A new episode of “Dharma and Greg” comes on. Heidi loves the theme song to “Dharma and Greg.” Really, Heidi usually likes theme songs with words, theme songs she can sing along to, like “Friends” or “The OC,” she loved that song from “The OC,” California, California, but she also likes theme songs without words, like the “Dharma and Greg” theme song or the “Sex and the City” theme song. Heidi thinks that the “Sex and the City” theme song sounds like drinking a mojito tastes. The theme song to “Dharma and Greg” makes a feeling in her that is like a key unlocking something, it’s a feeling like the feeling she got when she was a kid and her parents let her stay up an extra hour after her bedtime, that’s what the theme song feels like to her.

Even though Heidi isn’t really cooking dinner, she really is cooking desert.
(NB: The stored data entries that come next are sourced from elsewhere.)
//! Derived facts about a single result table.

use std::cmp::Ordering;

use mbw_core::errors::{ErrorInfo, VizError};
use serde::{Deserialize, Serialize};

use crate::experiments::{OffsetRecord, SweepRecord};
use crate::table::ResultTable;

/// Row holding the highest bandwidth of a table.
#[derive(Debug, Clone, PartialEq)]
pub struct Optimum<R> {
    /// Position of the row in input order.
    pub index: usize,
    /// Copy of the winning row.
    pub record: R,
}

impl<R: SweepRecord> Optimum<R> {
    /// Bandwidth of the winning row in GB/s.
    pub fn bandwidth(&self) -> f64 {
        self.record.bandwidth()
    }
}

/// Smallest and largest bandwidth of a table, in GB/s.
#[derive(Debug, Clone, Copy, PartialEq, Serialize, Deserialize)]
pub struct BandwidthRange {
    pub min: f64,
    pub max: f64,
}

/// Loss of one row relative to the baseline row.
#[derive(Debug, Clone, PartialEq)]
pub struct DegradationPoint<R> {
    pub index: usize,
    pub record: R,
    /// `(1 - bandwidth / baseline) * 100`; exactly zero for the baseline row.
    pub percent: f64,
}

/// Per-row degradation against one baseline row.
#[derive(Debug, Clone, PartialEq)]
pub struct DegradationSeries<R> {
    pub baseline_index: usize,
    pub baseline_bandwidth: f64,
    /// One entry per table row, in input order.
    pub points: Vec<DegradationPoint<R>>,
}

impl<R> DegradationSeries<R> {
    /// Every point except the baseline row itself.
    pub fn excluding_baseline(&self) -> impl Iterator<Item = &DegradationPoint<R>> {
        self.points
            .iter()
            .filter(move |point| point.index != self.baseline_index)
    }
}

/// Dense row-major matrix keyed by the sorted distinct values of two columns.
///
/// Deserialisation goes through [`GridParts`], so a decoded grid is always
/// dense with strictly ascending keys.
#[derive(Debug, Clone, PartialEq, Serialize, Deserialize)]
#[serde(try_from = "GridParts")]
pub struct Grid {
    pub row_keys: Vec<f64>,
    pub col_keys: Vec<f64>,
    values: Vec<f64>,
}

/// Unchecked serialised form of a [`Grid`].
#[derive(Debug, Clone, Deserialize)]
pub struct GridParts {
    pub row_keys: Vec<f64>,
    pub col_keys: Vec<f64>,
    pub values: Vec<f64>,
}

impl TryFrom<GridParts> for Grid {
    type Error = VizError;

    fn try_from(parts: GridParts) -> Result<Self, Self::Error> {
        let ascending = |keys: &[f64]| keys.windows(2).all(|pair| pair[0] < pair[1]);
        if !ascending(parts.row_keys.as_slice()) || !ascending(parts.col_keys.as_slice()) {
            return Err(VizError::IrregularGrid(ErrorInfo::new(
                "mbw.grid_keys",
                "grid keys must be strictly ascending",
            )));
        }
        let expected = parts.row_keys.len() * parts.col_keys.len();
        if parts.values.len() != expected {
            return Err(VizError::IrregularGrid(
                ErrorInfo::new("mbw.grid_shape", "grid values do not fill rows x cols")
                    .with_context("expected", expected.to_string())
                    .with_context("found", parts.values.len().to_string()),
            ));
        }
        Ok(Self {
            row_keys: parts.row_keys,
            col_keys: parts.col_keys,
            values: parts.values,
        })
    }
}

impl Grid {
    /// Number of distinct row keys.
    pub fn rows(&self) -> usize {
        self.row_keys.len()
    }

    /// Number of distinct column keys.
    pub fn cols(&self) -> usize {
        self.col_keys.len()
    }

    /// Always `rows() * cols()`.
    pub fn cell_count(&self) -> usize {
        self.values.len()
    }

    /// Value at `(row, col)`; panics when either index is out of range.
    pub fn value(&self, row: usize, col: usize) -> f64 {
        self.values[row * self.cols() + col]
    }

    /// All values of one row, in column-key order.
    pub fn row(&self, row: usize) -> &[f64] {
        let cols = self.cols();
        &self.values[row * cols..(row + 1) * cols]
    }

    /// Smallest and largest cell value.
    pub fn range(&self) -> BandwidthRange {
        fold_range(self.values.iter().copied())
    }

    /// Cell coordinates of the given key pair, if both keys exist.
    pub fn position(&self, row_key: f64, col_key: f64) -> Option<(usize, usize)> {
        let row = find_key(&self.row_keys, row_key)?;
        let col = find_key(&self.col_keys, col_key)?;
        Some((row, col))
    }
}

/// First row with the maximum bandwidth.
pub fn argmax_bandwidth<R: SweepRecord>(table: &ResultTable<R>) -> Optimum<R> {
    let rows = table.rows();
    let mut best = 0;
    for (idx, row) in rows.iter().enumerate().skip(1) {
        if row.bandwidth() > rows[best].bandwidth() {
            best = idx;
        }
    }
    Optimum {
        index: best,
        record: rows[best].clone(),
    }
}

/// Minimum and maximum of the bandwidth column.
pub fn bandwidth_range<R: SweepRecord>(table: &ResultTable<R>) -> BandwidthRange {
    fold_range(table.rows().iter().map(SweepRecord::bandwidth))
}

/// Percentage loss of every row relative to the first row matching `is_baseline`.
pub fn degradation_series<R, F>(
    table: &ResultTable<R>,
    is_baseline: F,
) -> Result<DegradationSeries<R>, VizError>
where
    R: SweepRecord,
    F: Fn(&R) -> bool,
{
    let rows = table.rows();
    let baseline_index = rows.iter().position(is_baseline).ok_or_else(|| {
        VizError::BaselineNotFound(
            ErrorInfo::new("mbw.baseline_missing", "no row matches the baseline condition")
                .with_context("source", table.source()),
        )
    })?;
    let baseline_bandwidth = rows[baseline_index].bandwidth();
    if baseline_bandwidth == 0.0 {
        return Err(VizError::BaselineNotFound(
            ErrorInfo::new("mbw.baseline_zero", "baseline row has zero bandwidth")
                .with_context("source", table.source())
                .with_context("row", baseline_index.to_string()),
        ));
    }
    let points = rows
        .iter()
        .enumerate()
        .map(|(index, record)| DegradationPoint {
            index,
            record: record.clone(),
            percent: if index == baseline_index {
                0.0
            } else {
                (1.0 - record.bandwidth() / baseline_bandwidth) * 100.0
            },
        })
        .collect();
    Ok(DegradationSeries {
        baseline_index,
        baseline_bandwidth,
        points,
    })
}

/// Reshapes a flat two-key table into a complete [`Grid`].
pub fn pivot<R, RK, CK, V>(
    table: &ResultTable<R>,
    row_key: RK,
    col_key: CK,
    value: V,
) -> Result<Grid, VizError>
where
    R: SweepRecord,
    RK: Fn(&R) -> f64,
    CK: Fn(&R) -> f64,
    V: Fn(&R) -> f64,
{
    let rows = table.rows();
    let row_keys = distinct_sorted(rows.iter().map(&row_key));
    let col_keys = distinct_sorted(rows.iter().map(&col_key));
    let mut cells: Vec<Option<f64>> = vec![None; row_keys.len() * col_keys.len()];
    for record in rows {
        let (r, c) = (row_key(record), col_key(record));
        // Keys were collected from these rows, so both lookups succeed.
        let (Some(ri), Some(ci)) = (find_key(&row_keys, r), find_key(&col_keys, c)) else {
            continue;
        };
        let cell = &mut cells[ri * col_keys.len() + ci];
        if cell.is_some() {
            return Err(VizError::IrregularGrid(
                ErrorInfo::new("mbw.grid_duplicate_cell", "grid cell appears more than once")
                    .with_context("source", table.source())
                    .with_context("row_key", r.to_string())
                    .with_context("col_key", c.to_string()),
            ));
        }
        *cell = Some(value(record));
    }
    let mut values = Vec::with_capacity(cells.len());
    for (idx, cell) in cells.into_iter().enumerate() {
        match cell {
            Some(v) => values.push(v),
            None => {
                return Err(VizError::IrregularGrid(
                    ErrorInfo::new("mbw.grid_missing_cell", "grid is missing a combination")
                        .with_context("source", table.source())
                        .with_context("row_key", row_keys[idx / col_keys.len()].to_string())
                        .with_context("col_key", col_keys[idx % col_keys.len()].to_string()),
                ))
            }
        }
    }
    Ok(Grid {
        row_keys,
        col_keys,
        values,
    })
}

/// Offsets that break `alignment`; zero counts as aligned.
pub fn misaligned_offsets(table: &ResultTable<OffsetRecord>, alignment: u32) -> Vec<u32> {
    let mut offsets: Vec<u32> = table
        .rows()
        .iter()
        .map(|row| row.offset)
        .filter(|offset| *offset != 0 && offset % alignment.max(1) != 0)
        .collect();
    offsets.sort_unstable();
    offsets.dedup();
    offsets
}

fn cmp_f64(a: &f64, b: &f64) -> Ordering {
    a.partial_cmp(b).unwrap_or(Ordering::Equal)
}

fn distinct_sorted(values: impl Iterator<Item = f64>) -> Vec<f64> {
    let mut keys: Vec<f64> = values.collect();
    keys.sort_by(cmp_f64);
    keys.dedup_by(|a, b| cmp_f64(a, b) == Ordering::Equal);
    keys
}

fn find_key(keys: &[f64], key: f64) -> Option<usize> {
    keys.binary_search_by(|candidate| cmp_f64(candidate, &key)).ok()
}

fn fold_range(values: impl Iterator<Item = f64>) -> BandwidthRange {
    let (min, max) = values.fold((f64::INFINITY, f64::NEG_INFINITY), |(lo, hi), v| {
        (lo.min(v), hi.max(v))
    });
    BandwidthRange { min, max }
}
//! Plain text summary of experiments 1 to 4.
//!
//! Offset and transfer size sweeps are chart-only and never appear here.

use serde::{Deserialize, Serialize};

use crate::experiments::{ExperimentId, StrideRecord};
use crate::metrics::{BandwidthRange, DegradationSeries};

const RULE_WIDTH: usize = 70;

/// Static conclusions appended to every report.
pub const KEY_FINDINGS: [&str; 5] = [
    "Memory coalescing is critical for optimal bandwidth",
    "Thread block size affects occupancy and performance",
    "Sufficient parallelism (blocks) needed to saturate memory",
    "Strided access causes significant performance degradation",
    "Memory alignment affects coalescing efficiency",
];

/// Optimum and spread of a single-parameter sweep.
#[derive(Debug, Clone, Copy, PartialEq, Serialize, Deserialize)]
pub struct OptimumSummary {
    pub parameter: u32,
    pub bandwidth: f64,
    pub range: BandwidthRange,
}

#[derive(Debug, Clone, Copy, PartialEq, Serialize, Deserialize)]
pub struct GridSummary {
    pub threads_per_block: u32,
    pub blocks_per_grid: u32,
    pub bandwidth: f64,
}

#[derive(Debug, Clone, Copy, PartialEq, Serialize, Deserialize)]
pub struct StridePoint {
    pub stride: u32,
    pub bandwidth: f64,
    pub degradation: f64,
}

#[derive(Debug, Clone, PartialEq, Serialize, Deserialize)]
pub struct StrideSummary {
    pub coalesced_bandwidth: f64,
    /// Rows with stride > 1, in input order.
    pub strided: Vec<StridePoint>,
}

impl StrideSummary {
    pub fn from_series(series: &DegradationSeries<StrideRecord>) -> Self {
        Self {
            coalesced_bandwidth: series.baseline_bandwidth,
            strided: series
                .excluding_baseline()
                .filter(|point| point.record.stride > 1)
                .map(|point| StridePoint {
                    stride: point.record.stride,
                    bandwidth: point.record.bandwidth_gbps,
                    degradation: point.percent,
                })
                .collect(),
        }
    }
}

/// Metrics an experiment contributes to the report.
#[derive(Debug, Clone, PartialEq, Serialize, Deserialize)]
pub enum ExperimentMetrics {
    ThreadsPerBlock(OptimumSummary),
    BlocksPerGrid(OptimumSummary),
    Grid(GridSummary),
    Stride(StrideSummary),
}

impl ExperimentMetrics {
    pub fn id(&self) -> ExperimentId {
        match self {
            ExperimentMetrics::ThreadsPerBlock(_) => ExperimentId::ThreadsPerBlock,
            ExperimentMetrics::BlocksPerGrid(_) => ExperimentId::BlocksPerGrid,
            ExperimentMetrics::Grid(_) => ExperimentId::GridOptimization,
            ExperimentMetrics::Stride(_) => ExperimentId::StrideComparison,
        }
    }

    pub fn section(&self) -> ReportSection {
        let (heading, lines) = match self {
            ExperimentMetrics::ThreadsPerBlock(summary) => (
                "Threads per Block Optimization",
                optimum_lines(summary, "threads/block"),
            ),
            ExperimentMetrics::BlocksPerGrid(summary) => {
                ("Blocks per Grid Optimization", optimum_lines(summary, "blocks"))
            }
            ExperimentMetrics::Grid(summary) => (
                "2D Optimization",
                vec![
                    format!(
                        "Optimal: {} threads/block, {} blocks",
                        summary.threads_per_block, summary.blocks_per_grid
                    ),
                    format!("Bandwidth: {:.2} GB/s", summary.bandwidth),
                ],
            ),
            ExperimentMetrics::Stride(summary) => {
                let mut lines = vec![format!(
                    "Coalesced (stride=1): {:.2} GB/s",
                    summary.coalesced_bandwidth
                )];
                lines.extend(summary.strided.iter().map(|point| {
                    format!(
                        "Stride {}: {:.2} GB/s ({:.1}% degradation)",
                        point.stride, point.bandwidth, point.degradation
                    )
                }));
                ("Stride Impact", lines)
            }
        };
        ReportSection {
            id: self.id(),
            heading: format!("Experiment {}: {}", self.id().number(), heading),
            lines,
        }
    }
}

fn optimum_lines(summary: &OptimumSummary, unit: &str) -> Vec<String> {
    vec![
        format!("Optimal: {} {}", summary.parameter, unit),
        format!("Bandwidth: {:.2} GB/s", summary.bandwidth),
        format!(
            "Range: {:.2} - {:.2} GB/s",
            summary.range.min, summary.range.max
        ),
    ]
}

#[derive(Debug, Clone, PartialEq, Eq, Serialize, Deserialize)]
pub struct ReportSection {
    pub id: ExperimentId,
    pub heading: String,
    pub lines: Vec<String>,
}

impl ReportSection {
    fn render(&self, out: &mut String) {
        out.push_str(&self.heading);
        out.push('\n');
        out.push_str(&"-".repeat(RULE_WIDTH));
        out.push('\n');
        for line in &self.lines {
            out.push_str(line);
            out.push('\n');
        }
        out.push('\n');
    }
}

/// Renders the full report; sections are emitted in experiment order
/// regardless of the order of `metrics`.
pub fn compose(metrics: &[ExperimentMetrics]) -> String {
    let mut sections: Vec<ReportSection> = metrics.iter().map(ExperimentMetrics::section).collect();
    sections.sort_by_key(|section| section.id);

    let rule = "=".repeat(RULE_WIDTH);
    let mut out = String::new();
    out.push_str(&rule);
    out.push_str("\nCUDA MEMORY BENCHMARK SUMMARY REPORT\n");
    out.push_str(&rule);
    out.push_str("\n\n");
    for section in &sections {
        section.render(&mut out);
    }
    out.push_str(&rule);
    out.push_str("\nKEY FINDINGS:\n");
    out.push_str(&rule);
    out.push('\n');
    for (idx, finding) in KEY_FINDINGS.iter().enumerate() {
        out.push_str(&format!("{}. {}\n", idx + 1, finding));
    }
    out
}
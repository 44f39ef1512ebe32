use mbw_core::errors::VizError;

use crate::experiments::{AxisScale, ExperimentDescriptor, Recipe, SeriesStyle, SingleParam};
use crate::table::ResultTable;

use super::axis::{draw_series_panel, sorted_points, PanelText, PlotArea};
use super::svg::SvgDocument;
use super::{ensure_columns, recipe_mismatch, FigureConfig};

/// The same series on a linear (left) and a log2 (right) x-axis.
pub fn render_dual_scale<R: SingleParam>(
    table: &ResultTable<R>,
    descriptor: &ExperimentDescriptor,
    config: &FigureConfig,
) -> Result<String, VizError> {
    ensure_columns::<R>(descriptor)?;
    let Recipe::DualScale { log_color } = descriptor.recipe else {
        return Err(recipe_mismatch(descriptor, "dual-scale"));
    };
    let font = config.font();
    let (width, height) = config.scaled(1.25, 0.75);
    let mut doc = SvgDocument::new(width, height);
    let half = doc.width() / 2.0;
    let points = sorted_points(
        table
            .rows()
            .iter()
            .map(|row| (row.param(), row.bandwidth()))
            .collect(),
    );
    let labels = &descriptor.labels;
    let panels = [
        (AxisScale::Linear, "Linear Scale", descriptor.style.color),
        (AxisScale::Log2, "Log Scale", log_color),
    ];
    for (idx, (scale, suffix, color)) in panels.into_iter().enumerate() {
        let title = format!("{} ({suffix})", labels.title);
        let area = PlotArea::inset(half * idx as f64, 0.0, half, doc.height(), font);
        draw_series_panel(
            &mut doc,
            area,
            &points,
            scale,
            SeriesStyle {
                color,
                marker: descriptor.style.marker,
            },
            PanelText {
                title: &title,
                subtitle: labels.subtitle,
                x_label: labels.x_label,
                y_label: labels.y_label,
            },
            font,
        );
    }
    Ok(doc.finish())
}
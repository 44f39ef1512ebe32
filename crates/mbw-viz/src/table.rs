use std::path::Path;

use csv::{ReaderBuilder, Trim};
use mbw_core::errors::{ErrorInfo, VizError};
use mbw_core::RUN_BENCHMARKS_HINT;

use crate::experiments::SweepRecord;

/// Rows of one benchmark result file.
///
/// Only constructible through [`ResultTable::new`] or [`load`], both of which
/// guarantee at least one row and finite values in every cell.
#[derive(Debug, Clone, PartialEq)]
pub struct ResultTable<R> {
    source: String,
    rows: Vec<R>,
}

impl<R: SweepRecord> ResultTable<R> {
    /// Validates `rows` and wraps them; `source` labels diagnostics.
    pub fn new(source: impl Into<String>, rows: Vec<R>) -> Result<Self, VizError> {
        let source = source.into();
        if rows.is_empty() {
            return Err(VizError::MalformedTable(
                ErrorInfo::new("mbw.table_empty", "result table has no data rows")
                    .with_context("source", source),
            ));
        }
        for (idx, row) in rows.iter().enumerate() {
            if let Some(pos) = row.values().iter().position(|value| !value.is_finite()) {
                return Err(VizError::MalformedTable(
                    ErrorInfo::new("mbw.cell_non_finite", "cell is not a finite number")
                        .with_context("source", source)
                        .with_context("row", idx.to_string())
                        .with_context("column", R::COLUMNS[pos]),
                ));
            }
        }
        Ok(Self { source, rows })
    }

    /// Label used in diagnostics, usually the file path.
    pub fn source(&self) -> &str {
        &self.source
    }

    /// Rows in file order.
    pub fn rows(&self) -> &[R] {
        &self.rows
    }

    /// Number of data rows, never zero.
    pub fn len(&self) -> usize {
        self.rows.len()
    }

    /// Always false for a validated table.
    pub fn is_empty(&self) -> bool {
        self.rows.is_empty()
    }
}

/// Reads a comma separated result file into typed rows.
pub fn load<R: SweepRecord>(path: &Path) -> Result<ResultTable<R>, VizError> {
    if !path.exists() {
        return Err(VizError::MissingInput(
            ErrorInfo::new("mbw.input_missing", "results file not found")
                .with_path(path)
                .with_hint(RUN_BENCHMARKS_HINT),
        ));
    }
    let mut reader = ReaderBuilder::new()
        .has_headers(true)
        .trim(Trim::All)
        .from_path(path)
        .map_err(|err| VizError::io("mbw.input_open", path, err))?;
    let headers = reader
        .headers()
        .map_err(|err| malformed(path, &err))?
        .clone();
    let missing: Vec<&str> = R::COLUMNS
        .iter()
        .copied()
        .filter(|column| !headers.iter().any(|header| header == *column))
        .collect();
    if !missing.is_empty() {
        return Err(VizError::SchemaMismatch(
            ErrorInfo::new("mbw.column_missing", "required column absent from header")
                .with_path(path)
                .with_context("columns", missing.join(","))
                .with_context("found", headers.iter().collect::<Vec<_>>().join(",")),
        ));
    }
    let mut rows = Vec::new();
    for result in reader.deserialize::<R>() {
        rows.push(result.map_err(|err| malformed(path, &err))?);
    }
    ResultTable::new(path.display().to_string(), rows).map_err(|err| match err {
        VizError::MalformedTable(info) => VizError::MalformedTable(info.with_path(path)),
        other => other,
    })
}

fn malformed(path: &Path, err: &csv::Error) -> VizError {
    let mut info = ErrorInfo::new("mbw.row_malformed", err.to_string()).with_path(path);
    if let Some(pos) = err.position() {
        info = info.with_context("line", pos.line().to_string());
    }
    if let csv::ErrorKind::UnequalLengths {
        expected_len, len, ..
    } = err.kind()
    {
        info = info
            .with_context("expected_fields", expected_len.to_string())
            .with_context("fields", len.to_string());
    }
    VizError::MalformedTable(info)
}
Or baking, that’s the right word, that’s the one you use for desserts, that’s proper. Baking. She’s baking apple pie, she’s baking her mom’s recipe for homemade apple pie, from scratch. Her mom bakes apple pie from scratch in Colorado in the small town where Heidi is from, where Heidi was born, and she mixes the ingredients in an old wooden bowl that was her grandmother’s or her great grandmother’s or somebody’s. When Heidi was too short to see over the kitchen counter, she thought that making pie from scratch meant that her mom used her fingernails to scratch the dough and the apples and the butter. She thought that the holes in the top of a pie crust were the scratch, that the scratch was what made it taste good.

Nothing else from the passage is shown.